### WHAT YOU ARE ASKED TO DO
For each line below, check whether "Some" is present. Report how many lines have it, nothing else.
========================
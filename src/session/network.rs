//! Network identity: the `nethash`/`version` pair every request carries.
//!
//! Nodes reject requests whose identity headers do not match their own network,
//! so the identity doubles as the handshake that keeps a mainnet client off a
//! testnet node and vice versa.

use std::fmt::Display;

pub const MAINNET_NETHASH: &str = "ed14889723f24ecc54871d058d98ce91ff2f973192075c0155ba2b7b70ad2511";
pub const TESTNET_NETHASH: &str = "da3ed6a45429278bac2666961289ca17ad86595d33b31037615d4b8e8f158bba";

pub const PROTOCOL_VERSION: &str = "1.0.0";
pub const MIN_VERSION: &str = ">=0.5.0";

/// Version sent when the caller pins a hash of its own; no version negotiation happens.
pub const CUSTOM_NETWORK_VERSION: &str = "0.0.0a";

const OS_HEADER: &str = "lisk-client-rs";

/// The networks the client knows how to find peers for.
#[derive(Debug, Clone, PartialEq, Eq)]
pub enum Network {
    Mainnet,
    Testnet,
    Custom(String),
}

impl Network {
    pub fn from_hash(hash: &str) -> Self {
        match hash {
            MAINNET_NETHASH => Network::Mainnet,
            TESTNET_NETHASH => Network::Testnet,
            other => Network::Custom(other.to_string()),
        }
    }

    pub fn is_testnet(&self) -> bool {
        matches!(self, Network::Testnet)
    }
}

impl Display for Network {
    fn fmt(&self, f: &mut std::fmt::Formatter<'_>) -> std::fmt::Result {
        match self {
            Network::Mainnet => write!(f, "mainnet"),
            Network::Testnet => write!(f, "testnet"),
            Network::Custom(hash) => write!(f, "custom({hash})"),
        }
    }
}

#[derive(Debug, Clone, PartialEq, Eq)]
pub struct NetworkIdentity {
    pub hash: String,
    pub version: String,
}

impl NetworkIdentity {
    pub fn network(&self) -> Network {
        Network::from_hash(&self.hash)
    }

    /// Headers identifying the target network, plus the port the client dials when one is set.
    pub fn headers(&self, port: Option<u16>) -> Vec<(String, String)> {
        let mut headers = vec![
            ("nethash".to_string(), self.hash.clone()),
            ("broadhash".to_string(), self.hash.clone()),
            ("version".to_string(), self.version.clone()),
            ("minVersion".to_string(), MIN_VERSION.to_string()),
            ("os".to_string(), OS_HEADER.to_string()),
        ];
        if let Some(port) = port {
            headers.push(("port".to_string(), port.to_string()));
        }
        headers
    }
}

/// Picks the identity for a session.
///
/// A non-empty `explicit_hash` wins over the testnet flag and forces
/// [`CUSTOM_NETWORK_VERSION`].
pub fn resolve(testnet: bool, explicit_hash: Option<&str>) -> NetworkIdentity {
    let hash = if testnet { TESTNET_NETHASH } else { MAINNET_NETHASH };
    match explicit_hash.map(str::trim).filter(|h| !h.is_empty()) {
        Some(explicit) => NetworkIdentity {
            hash: explicit.to_string(),
            version: CUSTOM_NETWORK_VERSION.to_string(),
        },
        None => NetworkIdentity {
            hash: hash.to_string(),
            version: PROTOCOL_VERSION.to_string(),
        },
    }
}

#[cfg(test)]
mod tests {
    use super::*;

    #[test]
    fn test_resolve_known_networks() {
        let mainnet = resolve(false, None);
        assert_eq!(mainnet.hash, MAINNET_NETHASH);
        assert_eq!(mainnet.version, PROTOCOL_VERSION);

        let testnet = resolve(true, None);
        assert_eq!(testnet.hash, TESTNET_NETHASH);
        assert_eq!(testnet.network(), Network::Testnet);
    }

    #[test]
    fn test_explicit_hash_overrides_flag_and_version() {
        for testnet in [false, true] {
            let identity = resolve(testnet, Some("123"));
            assert_eq!(identity.hash, "123");
            assert_eq!(identity.version, CUSTOM_NETWORK_VERSION);
            assert_eq!(identity.network(), Network::Custom("123".to_string()));
        }
    }

    #[test]
    fn test_empty_explicit_hash_is_ignored() {
        assert_eq!(resolve(true, Some("")), resolve(true, None));
        assert_eq!(resolve(false, Some("  ")), resolve(false, None));
    }

    #[test]
    fn test_resolve_is_idempotent() {
        assert_eq!(resolve(false, Some(TESTNET_NETHASH)), resolve(false, Some(TESTNET_NETHASH)));
    }

    #[test]
    fn test_headers_include_port_only_when_set() {
        let identity = resolve(false, None);

        let without_port = identity.headers(None);
        assert!(without_port.iter().all(|(k, _)| k != "port"));
        assert!(without_port.contains(&("nethash".to_string(), MAINNET_NETHASH.to_string())));

        let with_port = identity.headers(Some(8000));
        assert!(with_port.contains(&("port".to_string(), "8000".to_string())));
    }
}
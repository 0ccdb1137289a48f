//! Unit tests for the messenger leaderboard.

use std::collections::HashMap;
use std::sync::Arc;

use logitrack::fleet::{FleetDirectory, Messenger};
use logitrack::gamification::ranking::rank_messengers;
use logitrack::gamification::{GrantReason, PointLedger, RankingView};
use logitrack::storage::{CollectionStore, MemoryStore};

fn messenger(id: &str, first: &str, last: &str) -> Messenger {
    let mut m = Messenger::new(first, last);
    m.id = id.to_string();
    m
}

#[test]
fn test_ties_ordered_by_name() {
    let messengers = vec![
        messenger("m1", "Zoila", "Reyes"),
        messenger("m2", "Andrés", "Polanco"),
    ];
    let totals: HashMap<String, i64> =
        [("m1".to_string(), 75), ("m2".to_string(), 75)].into_iter().collect();

    let ranking = rank_messengers(&messengers, &totals);
    assert_eq!(ranking[0].name, "Andrés Polanco");
    assert_eq!(ranking[0].rank, 1);
    assert_eq!(ranking[1].rank, 1);
}

#[test]
fn test_negative_totals_rank_below_zero() {
    let messengers = vec![
        messenger("m1", "Ana", "Díaz"),
        messenger("m2", "Luis", "Mejía"),
        messenger("m3", "Rosa", "Tavárez"),
    ];
    let totals: HashMap<String, i64> =
        [("m1".to_string(), -20), ("m3".to_string(), 5)].into_iter().collect();

    let order: Vec<_> = rank_messengers(&messengers, &totals)
        .into_iter()
        .map(|r| (r.messenger_id, r.points, r.rank))
        .collect();
    assert_eq!(
        order,
        vec![
            ("m3".to_string(), 5, 1),
            ("m2".to_string(), 0, 2),
            ("m1".to_string(), -20, 3),
        ]
    );
}

#[test]
fn test_ranking_reads_ledger_not_cache() {
    let store: Arc<dyn CollectionStore> = Arc::new(MemoryStore::new());
    let fleet = FleetDirectory::new(Arc::clone(&store));
    let ledger = PointLedger::new(Arc::clone(&store));

    let a = messenger("m1", "Ana", "Díaz");
    let b = messenger("m2", "Luis", "Mejía");
    fleet.upsert_messenger(&a).unwrap();
    fleet.upsert_messenger(&b).unwrap();

    ledger
        .grant("m2", 40, GrantReason::Route { history_id: "h1".into() })
        .unwrap();
    // Stale cache on m1 must not matter once m1 has ledger history.
    ledger
        .grant("m1", 10, GrantReason::Route { history_id: "h2".into() })
        .unwrap();
    fleet.set_cached_points("m1", 999).unwrap();

    let ranking = RankingView::new(store).messenger_ranking().unwrap();
    assert_eq!(ranking[0].messenger_id, "m2");
    assert_eq!(ranking[0].points, 40);
    assert_eq!(ranking[1].points, 10);
}
//! Gamification error type.

use thiserror::Error;

use crate::routes::RouteError;
use crate::storage::StoreError;

/// Errors raised by rules, scoring, the ledger and route completion.
#[derive(Debug, Error)]
pub enum GamificationError {
    #[error("Storage error: {0}")]
    Store(#[from] StoreError),

    #[error("Route history error: {0}")]
    Route(#[from] RouteError),

    #[error("Rule not found: {0}")]
    RuleNotFound(String),

    #[error("Messenger not found: {0}")]
    MessengerNotFound(String),

    #[error("Validation error: {0}")]
    ValidationError(String),
}
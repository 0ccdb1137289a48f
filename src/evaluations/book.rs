//! Evaluation storage.

use std::sync::Arc;

use chrono::{DateTime, Utc};
use uuid::Uuid;

use super::types::{total_score, EvaluationError, EvaluationQuestion, MessengerEvaluation};
use crate::storage::collection::{append, load};
use crate::storage::{names, CollectionStore};

/// A filled-in questionnaire ready to be saved.
#[derive(Debug, Clone)]
pub struct NewEvaluation {
    pub messenger_id: String,
    pub messenger_name: String,
    pub evaluated_by: String,
    pub evaluated_at: DateTime<Utc>,
    pub questions: Vec<EvaluationQuestion>,
    pub notes: Option<String>,
}

/// Messenger evaluations over the collection store.
pub struct EvaluationBook {
    store: Arc<dyn CollectionStore>,
}

impl EvaluationBook {
    pub fn new(store: Arc<dyn CollectionStore>) -> Self {
        Self { store }
    }

    /// Validate and save an evaluation. Returns the stored record.
    pub fn save_evaluation(&self, evaluation: NewEvaluation) -> Result<MessengerEvaluation, EvaluationError> {
        if evaluation.questions.is_empty() {
            return Err(EvaluationError::NoQuestions);
        }
        if let Some(q) = evaluation
            .questions
            .iter()
            .find(|q| !(1..=5).contains(&q.rating))
        {
            return Err(EvaluationError::InvalidRating {
                question: q.id.clone(),
                rating: q.rating,
            });
        }

        let notes = evaluation
            .notes
            .map(|n| n.trim().to_string())
            .filter(|n| !n.is_empty());

        let record = MessengerEvaluation {
            id: Uuid::new_v4().to_string(),
            messenger_id: evaluation.messenger_id,
            messenger_name: evaluation.messenger_name,
            evaluated_by: evaluation.evaluated_by,
            evaluated_at: evaluation.evaluated_at,
            total_score: total_score(&evaluation.questions),
            questions: evaluation.questions,
            notes,
        };
        append(self.store.as_ref(), names::MESSENGER_EVALUATIONS, &record)?;

        tracing::info!(
            "Saved evaluation {} for messenger {} (score {:.1})",
            record.id,
            record.messenger_id,
            record.total_score
        );

        Ok(record)
    }

    /// Evaluations of one messenger, newest first.
    pub fn messenger_evaluations(&self, messenger_id: &str) -> Result<Vec<MessengerEvaluation>, EvaluationError> {
        let mut evaluations: Vec<MessengerEvaluation> =
            load(self.store.as_ref(), names::MESSENGER_EVALUATIONS)?;
        evaluations.retain(|e| e.messenger_id == messenger_id);
        evaluations.sort_by(|a, b| b.evaluated_at.cmp(&a.evaluated_at));
        Ok(evaluations)
    }
}
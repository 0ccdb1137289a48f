//! Client statistics aggregator.
//!
//! Keeps one `ClientRouteStats` row per client, updated incrementally on
//! every completed stop. Nothing is ever recomputed from history.

use std::sync::Arc;

use super::types::{ClientRouteStats, RouteError};
use crate::fleet::FleetDirectory;
use crate::storage::collection::{load, save};
use crate::storage::{names, CollectionStore};

/// Client statistics aggregator.
pub struct ClientStatsAggregator {
    store: Arc<dyn CollectionStore>,
}

impl ClientStatsAggregator {
    pub fn new(store: Arc<dyn CollectionStore>) -> Self {
        Self { store }
    }

    /// All client stats rows.
    pub fn all_stats(&self) -> Result<Vec<ClientRouteStats>, RouteError> {
        Ok(load(self.store.as_ref(), names::CLIENT_ROUTE_STATS)?)
    }

    /// Stats for one client, `None` before the client's first route.
    pub fn client_route_stats(
        &self,
        client_id: &str,
    ) -> Result<Option<ClientRouteStats>, RouteError> {
        Ok(self
            .all_stats()?
            .into_iter()
            .find(|s| s.client_id == client_id))
    }

    /// Fold a new route duration into the client's stats, creating the row
    /// on first use.
    pub fn update_client_route_stats(
        &self,
        client_id: &str,
        new_duration: f64,
    ) -> Result<ClientRouteStats, RouteError> {
        if !new_duration.is_finite() || new_duration < 0.0 {
            return Err(RouteError::InvalidDuration(new_duration));
        }

        let mut stats = self.all_stats()?;

        let updated = match stats.iter_mut().find(|s| s.client_id == client_id) {
            Some(existing) => {
                existing.record(new_duration);
                existing.clone()
            }
            None => {
                let client_name =
                    FleetDirectory::new(Arc::clone(&self.store)).client_name(client_id)?;
                let seeded = ClientRouteStats::first(client_id, &client_name, new_duration);
                tracing::debug!("Seeding route stats for client {}", client_id);
                stats.push(seeded.clone());
                seeded
            }
        };

        save(self.store.as_ref(), names::CLIENT_ROUTE_STATS, &stats)?;

        Ok(updated)
    }
}

#[cfg(test)]
mod tests {
    use super::*;
    use crate::fleet::Client;
    use crate::storage::MemoryStore;

    fn aggregator() -> (Arc<dyn CollectionStore>, ClientStatsAggregator) {
        let store: Arc<dyn CollectionStore> = Arc::new(MemoryStore::new());
        (Arc::clone(&store), ClientStatsAggregator::new(store))
    }

    #[test]
    fn test_first_update_seeds_all_fields() {
        let (_store, stats) = aggregator();

        let result = stats.update_client_route_stats("c1", 20.0).unwrap();
        assert_eq!(result.total_routes, 1);
        assert_eq!(result.average_duration, 20.0);
        assert_eq!(result.fastest_duration, 20.0);
        assert_eq!(result.slowest_duration, 20.0);
    }

    #[test]
    fn test_second_update_averages() {
        let (_store, stats) = aggregator();

        stats.update_client_route_stats("c1", 20.0).unwrap();
        let result = stats.update_client_route_stats("c1", 10.0).unwrap();

        assert_eq!(result.total_routes, 2);
        assert_eq!(result.average_duration, 15.0);
        assert_eq!(result.fastest_duration, 10.0);
        assert_eq!(result.slowest_duration, 20.0);

        let stored = stats.client_route_stats("c1").unwrap().unwrap();
        assert_eq!(stored, result);
    }

    #[test]
    fn test_clients_are_independent() {
        let (_store, stats) = aggregator();

        stats.update_client_route_stats("c1", 20.0).unwrap();
        stats.update_client_route_stats("c2", 40.0).unwrap();

        assert_eq!(stats.all_stats().unwrap().len(), 2);
        assert_eq!(
            stats.client_route_stats("c2").unwrap().unwrap().average_duration,
            40.0
        );
        assert!(stats.client_route_stats("c3").unwrap().is_none());
    }

    #[test]
    fn test_client_name_resolved_on_seed() {
        let (store, stats) = aggregator();
        let client = Client::new("Colmado La Esquina");
        FleetDirectory::new(Arc::clone(&store))
            .upsert_client(&client)
            .unwrap();

        let seeded = stats.update_client_route_stats(&client.id, 15.0).unwrap();
        assert_eq!(seeded.client_name, "Colmado La Esquina");

        let unknown = stats.update_client_route_stats("ghost", 15.0).unwrap();
        assert_eq!(unknown.client_name, "Unknown");
    }

    #[test]
    fn test_negative_duration_rejected() {
        let (_store, stats) = aggregator();
        assert!(matches!(
            stats.update_client_route_stats("c1", -1.0),
            Err(RouteError::InvalidDuration(_))
        ));
        assert!(stats.client_route_stats("c1").unwrap().is_none());
    }
}
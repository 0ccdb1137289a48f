//! CSV export of route history and the leaderboard.

use std::io::Write;
use std::path::Path;

use super::ReportError;
use crate::gamification::RankedMessenger;
use crate::routes::RouteHistory;

/// Quote a free-text field when it holds a delimiter, quote or newline.
fn field(value: &str) -> String {
    if value.contains([',', '"', '\n', '\r']) {
        format!("\"{}\"", value.replace('"', "\"\""))
    } else {
        value.to_string()
    }
}

/// Export route history records to CSV, one row per stop.
pub fn export_route_history_csv(records: &[RouteHistory]) -> Result<String, ReportError> {
    if records.is_empty() {
        return Err(ReportError::NoData);
    }

    let mut output = Vec::new();

    writeln!(
        output,
        "id,completed_at,messenger_id,messenger_name,client_id,client_name,vehicle_code,start_time,end_time,duration_minutes,star_rating,points_earned,completed_by,note"
    )
    .map_err(|e| ReportError::WriteFailed(e.to_string()))?;

    for record in records {
        writeln!(
            output,
            "{},{},{},{},{},{},{},{},{},{},{},{},{},{}",
            record.id,
            record.completed_at.to_rfc3339(),
            record.messenger_id,
            field(&record.messenger_name),
            record.client_id,
            field(&record.client_name),
            field(&record.vehicle_code),
            record.start_time.to_rfc3339(),
            record.end_time.to_rfc3339(),
            record.duration,
            record.star_rating,
            record.points_earned,
            field(&record.completed_by),
            field(&record.note),
        )
        .map_err(|e| ReportError::WriteFailed(e.to_string()))?;
    }

    String::from_utf8(output).map_err(|e| ReportError::WriteFailed(e.to_string()))
}

/// Export the leaderboard to CSV.
pub fn export_ranking_csv(ranking: &[RankedMessenger]) -> Result<String, ReportError> {
    if ranking.is_empty() {
        return Err(ReportError::NoData);
    }

    let mut output = Vec::new();

    writeln!(output, "rank,messenger_id,name,points")
        .map_err(|e| ReportError::WriteFailed(e.to_string()))?;

    for row in ranking {
        writeln!(
            output,
            "{},{},{},{}",
            row.rank,
            row.messenger_id,
            field(&row.name),
            row.points
        )
        .map_err(|e| ReportError::WriteFailed(e.to_string()))?;
    }

    String::from_utf8(output).map_err(|e| ReportError::WriteFailed(e.to_string()))
}

/// Export route history to CSV and write it to a file.
pub fn export_route_history_to_file(records: &[RouteHistory], path: &Path) -> Result<(), ReportError> {
    let content = export_route_history_csv(records)?;
    std::fs::write(path, content)?;
    Ok(())
}
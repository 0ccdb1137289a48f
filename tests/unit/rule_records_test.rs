//! Unit tests for loading stored rule records.

use std::sync::Arc;

use logitrack::gamification::{GamificationRule, RuleKind, RuleTable};
use logitrack::storage::{names, CollectionStore, MemoryStore};
use serde_json::json;

#[test]
fn test_legacy_records_convert_to_tagged_kinds() {
    let store: Arc<dyn CollectionStore> = Arc::new(MemoryStore::new());
    store
        .set(
            names::GAMIFICATION_RULES,
            &[
                json!({"id": "rule-time-fast", "name": "Fast", "type": "time_based", "threshold": 25,
                       "enabled": true, "pointsAwarded": 60, "pointsDeducted": 0, "description": ""}),
                json!({"id": "rule-time-slow", "name": "Slow", "type": "time_based", "threshold": -15,
                       "enabled": true, "pointsAwarded": 0, "pointsDeducted": 25, "description": ""}),
                json!({"id": "rule-star-4", "name": "Four", "type": "star_rating", "threshold": 4,
                       "enabled": false, "pointsAwarded": 20, "pointsDeducted": 0, "description": ""}),
                json!({"id": "rule-streak", "name": "Streak", "type": "streak", "threshold": 5,
                       "enabled": true, "pointsAwarded": 80, "pointsDeducted": 0, "description": ""}),
                json!({"id": "rule-odd", "name": "Odd", "type": "time_based",
                       "enabled": true, "pointsAwarded": 5, "pointsDeducted": 0, "description": ""}),
            ],
        )
        .unwrap();

    let rules = RuleTable::new(Arc::clone(&store)).get_rules().unwrap();
    let kinds: Vec<_> = rules.iter().map(|r| (r.id.as_str(), r.kind)).collect();
    assert_eq!(
        kinds,
        vec![
            ("rule-time-fast", RuleKind::FastThreshold { pct: 25.0 }),
            ("rule-time-slow", RuleKind::SlowThreshold { pct: 15.0 }),
            ("rule-star-4", RuleKind::StarExact { stars: 4 }),
            ("rule-streak", RuleKind::Streak { days: 5, min_stars: 4 }),
            ("rule-odd", RuleKind::Custom),
        ]
    );
    assert!(!rules[2].enabled);
}

#[test]
fn test_rules_written_in_flat_form() {
    let store: Arc<dyn CollectionStore> = Arc::new(MemoryStore::new());
    RuleTable::new(Arc::clone(&store)).get_rules().unwrap();

    let raw = store.get(names::GAMIFICATION_RULES).unwrap();
    assert_eq!(raw.len(), 9);

    let streak = raw
        .iter()
        .find(|v| v["id"] == "rule-streak")
        .unwrap();
    assert_eq!(streak["type"], "streak");
    assert_eq!(streak["threshold"], 7.0);
    assert_eq!(streak["minStars"], 4);
    assert_eq!(streak["pointsAwarded"], 100);

    let reloaded: GamificationRule = serde_json::from_value(streak.clone()).unwrap();
    assert_eq!(reloaded.kind, RuleKind::Streak { days: 7, min_stars: 4 });
}
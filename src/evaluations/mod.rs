//! Periodic messenger evaluations.

pub mod book;
pub mod types;

pub use book::{EvaluationBook, NewEvaluation};
pub use types::{
    default_questions, total_score, EvaluationCategory, EvaluationError, EvaluationQuestion,
    MessengerEvaluation,
};
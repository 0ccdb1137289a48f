//! Route completion.
//!
//! Closing a route card writes one history record per stop, scores each stop
//! against the client's earlier routes, grants the points through the ledger
//! and checks the streak bonus.

use std::sync::Arc;

use chrono::{DateTime, Duration, FixedOffset, Utc};
use serde::Serialize;
use uuid::Uuid;

use super::error::DispatchError;
use crate::fleet::FleetDirectory;
use crate::gamification::streak::local_day;
use crate::gamification::{GamificationError, GrantReason, PointLedger, ScoringEngine, StreakEvaluator};
use crate::routes::{RouteHistory, RouteLog};
use crate::storage::{CollectionStore, ScoringSettings};

/// A finished route handed over by the dispatch board.
#[derive(Debug, Clone)]
pub struct RouteCompletion {
    pub messenger_id: String,
    pub vehicle_id: String,
    /// Client ids, one per stop
    pub stops: Vec<String>,
    pub departure: DateTime<Utc>,
    pub arrival: DateTime<Utc>,
    /// 0 when the dispatcher did not rate the route
    pub star_rating: u8,
    pub note: String,
    pub completed_by: String,
}

/// What a completion wrote.
#[derive(Debug, Clone, PartialEq, Serialize)]
#[serde(rename_all = "camelCase")]
pub struct CompletionOutcome {
    pub history_ids: Vec<String>,
    /// Sum of the per-stop points
    pub route_points: i64,
    /// Streak bonus granted by this completion, 0 if none
    pub streak_bonus: i64,
    pub per_stop_minutes: u32,
    pub effective_rating: u8,
    /// The route was unrated and scored with the default rating
    pub defaulted_rating: bool,
}

impl CompletionOutcome {
    pub fn total_points(&self) -> i64 {
        self.route_points + self.streak_bonus
    }
}

/// Rating applied to unrated routes.
#[derive(Debug, Clone, Copy, PartialEq, Eq)]
pub struct RatingPolicy {
    default_rating: u8,
}

impl RatingPolicy {
    pub fn new(default_rating: u8) -> Self {
        Self {
            default_rating: default_rating.clamp(1, 5),
        }
    }

    /// Rating to score with, and whether the default was applied.
    pub fn effective(&self, rating: u8) -> (u8, bool) {
        if rating == 0 {
            (self.default_rating, true)
        } else {
            (rating, false)
        }
    }
}

impl Default for RatingPolicy {
    fn default() -> Self {
        Self::new(3)
    }
}

/// Minutes attributed to each stop: whole route minutes split evenly.
pub fn per_stop_minutes(departure: DateTime<Utc>, arrival: DateTime<Utc>, stops: usize) -> u32 {
    if stops == 0 {
        return 0;
    }
    let total_minutes = ((arrival - departure).num_seconds().max(0) as f64 / 60.0).round();
    (total_minutes / stops as f64).round() as u32
}

/// Dispatcher's route completion workflow.
pub struct RouteCompletionService {
    fleet: FleetDirectory,
    engine: ScoringEngine,
    log: RouteLog,
    ledger: PointLedger,
    streak: StreakEvaluator,
    policy: RatingPolicy,
    offset: FixedOffset,
}

impl RouteCompletionService {
    pub fn new(store: Arc<dyn CollectionStore>, settings: &ScoringSettings) -> Result<Self, DispatchError> {
        settings.validate()?;
        let offset = settings.utc_offset()?;

        Ok(Self {
            fleet: FleetDirectory::new(Arc::clone(&store)),
            engine: ScoringEngine::new(Arc::clone(&store)),
            log: RouteLog::new(Arc::clone(&store)),
            ledger: PointLedger::new(Arc::clone(&store)),
            streak: StreakEvaluator::new(store, offset),
            policy: RatingPolicy::new(settings.default_rating),
            offset,
        })
    }

    /// Close a route: history, client stats, points and streak bonus.
    pub fn complete_route(&self, completion: &RouteCompletion) -> Result<CompletionOutcome, DispatchError> {
        if completion.star_rating > 5 {
            return Err(DispatchError::InvalidRating(completion.star_rating));
        }
        if completion.arrival < completion.departure {
            return Err(DispatchError::ArrivalBeforeDeparture);
        }

        let stops: Vec<&str> = completion
            .stops
            .iter()
            .map(|s| s.trim())
            .filter(|s| {
                if s.is_empty() {
                    tracing::warn!("Skipping stop without a client id");
                }
                !s.is_empty()
            })
            .collect();
        if stops.is_empty() {
            return Err(DispatchError::NoStops);
        }

        let messenger = self
            .fleet
            .messenger(&completion.messenger_id)?
            .ok_or_else(|| GamificationError::MessengerNotFound(completion.messenger_id.clone()))?;

        // Cached totals without ledger history become opening balances.
        self.ledger
            .adopt_opening_balances(std::slice::from_ref(&messenger))?;

        let vehicle_code = match self.fleet.vehicle(&completion.vehicle_id)? {
            Some(vehicle) => vehicle.code,
            None => {
                tracing::warn!("Vehicle {} not in the fleet directory", completion.vehicle_id);
                "Unknown".to_string()
            }
        };

        let (rating, defaulted_rating) = self.policy.effective(completion.star_rating);
        if defaulted_rating {
            tracing::info!(
                "Route of messenger {} closed unrated; scoring as {} stars",
                messenger.id,
                rating
            );
        }

        let minutes = per_stop_minutes(completion.departure, completion.arrival, completion.stops.len());
        let mut history_ids = Vec::with_capacity(stops.len());
        let mut route_points = 0;

        for client_id in stops {
            // Score against stats from earlier routes only.
            let points = self.engine.score(minutes as f64, rating, client_id)?.total();

            let record = RouteHistory {
                id: Uuid::new_v4().to_string(),
                messenger_id: messenger.id.clone(),
                messenger_name: messenger.full_name(),
                vehicle_id: completion.vehicle_id.clone(),
                vehicle_code: vehicle_code.clone(),
                client_id: client_id.to_string(),
                client_name: self.fleet.client_name(client_id)?,
                start_time: completion.departure,
                end_time: completion.arrival,
                duration: minutes,
                star_rating: rating,
                note: completion.note.clone(),
                points_earned: points,
                completed_by: completion.completed_by.clone(),
                completed_at: completion.arrival,
            };
            let history_id = self.log.save_route_history(&record)?;

            self.ledger.grant_at(
                &messenger.id,
                points,
                GrantReason::Route {
                    history_id: history_id.clone(),
                },
                completion.arrival,
            )?;

            history_ids.push(history_id);
            route_points += points;
        }

        let streak_bonus = self.grant_streak_bonus(&messenger.id, completion.arrival)?;
        let total = self.ledger.refresh_cached_points(&messenger.id)?;

        tracing::info!(
            "Completed route of {} ({} stops, {} min each): {:+} points, streak bonus {}, total {}",
            messenger.full_name(),
            history_ids.len(),
            minutes,
            route_points,
            streak_bonus,
            total
        );

        Ok(CompletionOutcome {
            history_ids,
            route_points,
            streak_bonus,
            per_stop_minutes: minutes,
            effective_rating: rating,
            defaulted_rating,
        })
    }

    /// Grant the streak bonus unless one was already granted inside the
    /// current window. Returns the amount granted.
    fn grant_streak_bonus(&self, messenger_id: &str, arrival: DateTime<Utc>) -> Result<i64, DispatchError> {
        let today = local_day(arrival, self.offset);
        let bonus = self.streak.check_streak_bonus_on(messenger_id, today)?;
        if bonus <= 0 {
            return Ok(0);
        }

        let Some(days) = self.streak.window_days()? else {
            return Ok(0);
        };
        let window_start = today - Duration::days(days as i64 - 1);
        if self
            .ledger
            .has_streak_bonus_since(messenger_id, window_start, self.offset)?
        {
            tracing::debug!(
                "Messenger {} already received a streak bonus since {}",
                messenger_id,
                window_start
            );
            return Ok(0);
        }

        self.ledger
            .grant_at(messenger_id, bonus, GrantReason::StreakBonus { days }, arrival)?;
        Ok(bonus)
    }
}
//! Integration test modules.

mod route_completion_test;
mod store_backends_test;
========================
### REPLY TO THE EXERCISE
11